• _WORK ORDER_: Which lines have the string "given"? Copy all of them from the entries below.

(Saved entries)
┄┄┄┄┄┄┄┄┄┄

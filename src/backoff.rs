//! Reconnection backoff policy
//!
//! A single policy drives retry pacing for both video and audio sources so
//! a flapping camera is retried on one predictable cadence.

use std::time::Duration;

use serde::{Deserialize, Serialize};

/// Retry budget and delay schedule for source reconnection.
///
/// Attempts are numbered from 1. The delay ramps linearly with the attempt
/// number and is clamped at `max_delay`.
#[derive(Debug, Clone, Copy, PartialEq, Eq, Serialize, Deserialize)]
pub struct BackoffPolicy {
    /// Maximum number of reconnection attempts before giving up
    pub max_attempts: u32,
    /// Delay before the first attempt
    pub base_delay: Duration,
    /// Upper bound on any single delay
    pub max_delay: Duration,
}

impl Default for BackoffPolicy {
    fn default() -> Self {
        Self {
            max_attempts: 3,
            base_delay: Duration::from_secs(1),
            max_delay: Duration::from_secs(10),
        }
    }
}

impl BackoffPolicy {
    /// Whether the budget still allows the given attempt
    pub fn allows(&self, attempt: u32) -> bool {
        attempt <= self.max_attempts
    }

    /// Delay to wait before the given attempt (1-based)
    pub fn delay_for(&self, attempt: u32) -> Duration {
        let delay = self.base_delay.saturating_mul(attempt.max(1));
        delay.min(self.max_delay)
    }
}

#[cfg(test)]
mod tests {
    use super::*;

    #[test]
    fn test_delay_ramps_linearly() {
        let policy = BackoffPolicy::default();
        assert_eq!(policy.delay_for(1), Duration::from_secs(1));
        assert_eq!(policy.delay_for(2), Duration::from_secs(2));
        assert_eq!(policy.delay_for(3), Duration::from_secs(3));
    }

    #[test]
    fn test_delay_clamped_at_max() {
        let policy = BackoffPolicy {
            max_attempts: 100,
            base_delay: Duration::from_secs(1),
            max_delay: Duration::from_secs(10),
        };
        assert_eq!(policy.delay_for(50), Duration::from_secs(10));
    }

    #[test]
    fn test_zeroth_attempt_treated_as_first() {
        let policy = BackoffPolicy::default();
        assert_eq!(policy.delay_for(0), policy.delay_for(1));
    }

    #[test]
    fn test_budget_exhaustion() {
        let policy = BackoffPolicy::default();
        assert!(policy.allows(1));
        assert!(policy.allows(3));
        assert!(!policy.allows(4));
    }
}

┄┄┄┄┄┄┄┄┄┄

• _FINISHED EXERCISE_:
    /// Whether the budget still allows the given attempt
    /// Delay to wait before the given attempt (1-based)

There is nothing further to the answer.